Parallels are emerging across the Atlantic. Donald Trump, like right-wing candidates in Europe, appeals to some who prefer a cultural and political “integralism” — when people want to maintain their ethnic identity in an increasingly pluralistic world. A number of his followers are involved in political groups linked to modern right-wing nationalism.
The mainstream parties do not appear prepared for the backlash to austerity policies
Mainstream politicians and European Union institutions don’t seem ready for any of this.

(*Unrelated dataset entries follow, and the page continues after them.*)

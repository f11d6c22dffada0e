//! Health HTTP Routes
//!
//! Banner at `/` and a health check that touches the record source.

use std::sync::Arc;

use axum::{extract::State, http::StatusCode, response::IntoResponse, routing::get, Json, Router};
use chrono::Utc;
use serde::Serialize;
use tracing::warn;

use super::sales_routes::SalesState;
use crate::storage::SourceKind;

/// Banner response
#[derive(Debug, Serialize)]
#[serde(rename_all = "camelCase")]
pub struct BannerResponse {
    pub message: String,
    pub data_source: SourceKind,
    pub timestamp: String,
}

/// Health check response
#[derive(Debug, Serialize)]
#[serde(rename_all = "camelCase")]
pub struct HealthResponse {
    pub status: String,
    pub data_source: SourceKind,
    pub record_count: u64,
    pub timestamp: String,
}

/// Health check failure response
#[derive(Debug, Serialize)]
pub struct UnhealthyResponse {
    pub status: String,
    pub error: String,
}

/// Create health routes (mounted at the root)
pub fn health_routes(state: Arc<SalesState>) -> Router {
    Router::new()
        .route("/", get(banner_handler))
        .route("/api/health", get(health_handler))
        .with_state(state)
}

/// Banner handler
async fn banner_handler(State(state): State<Arc<SalesState>>) -> impl IntoResponse {
    Json(BannerResponse {
        message: "API is running...".to_string(),
        data_source: state.engine.source().kind(),
        timestamp: Utc::now().to_rfc3339(),
    })
}

/// Health check handler
async fn health_handler(State(state): State<Arc<SalesState>>) -> impl IntoResponse {
    let source = state.engine.source();
    match source.record_count().await {
        Ok(record_count) => (
            StatusCode::OK,
            Json(HealthResponse {
                status: "healthy".to_string(),
                data_source: source.kind(),
                record_count,
                timestamp: Utc::now().to_rfc3339(),
            }),
        )
            .into_response(),
        Err(err) => {
            warn!(code = err.code(), error = %err, "health check failed");
            (
                StatusCode::INTERNAL_SERVER_ERROR,
                Json(UnhealthyResponse {
                    status: "unhealthy".to_string(),
                    error: err.to_string(),
                }),
            )
                .into_response()
        }
    }
}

Much of the problem is that the center-left and the center-right have recently embraced economic austerity policies. But tighter budgets meant dismantling Europe’s anti-fascist “postwar consensus,” which provided social protections and placed some emphasis on welfare and labor. Without this social safety net (and anti-fascist ideological background), mainstream parties have not been able to offer proposals that counter the right’s appeal to workers and people scared of globalization, capitalism and immigration.
More austerity does not really make an attractive political platform. It also challenges solidarity among people and generates mistrust among E.U. member nations.
A way to get out of the present and political downturn would be changing the European Union’s monetary and fiscal formulas and promoting a more social and inclusive Europe. The very important report, “Completing Europe’s Economic and Monetary Union,” released in the summer of 2015, did not seem to recognize this. It spoke of the bloc’s economic dimension as “a means to create a better and fairer life for all citizens,” but it said nothing about the rise of Euroskepticism or what’s needed to counter the rise of nationalistic and authoritarian politics. Rather, it mentioned how euro-zone member states “must stick to the rules” and recommended “surveillance of those experiencing financial difficulties.”
Elites are not grappling with the far-right’s arguments and appeal
As austerity is undermining a common European agenda and sense of belonging, and a number of citizens seem unhappy with the E.U. project, ultra-nationalist thinking is becoming legitimate and more popular than ever. Instead of tackling these difficult problems, Europe’s leaders are allowing right-wing forces to argue that they will reverse national misfortunes and defend citizens against all of their “enemies.”
If E.U. elites are not interested in promoting another image of the European Union, sociologist Zygmunt Bauman may be right in wondering whether “the centuries-long European adventure [is] running out of steam and grinding to a halt.”
Andrea Mammone is a historian of modern Europe at Royal Holloway at the University of London, is the author of “Transnational Neofascism in France and Italy” and is writing a book on the recent nationalist turn in Europe.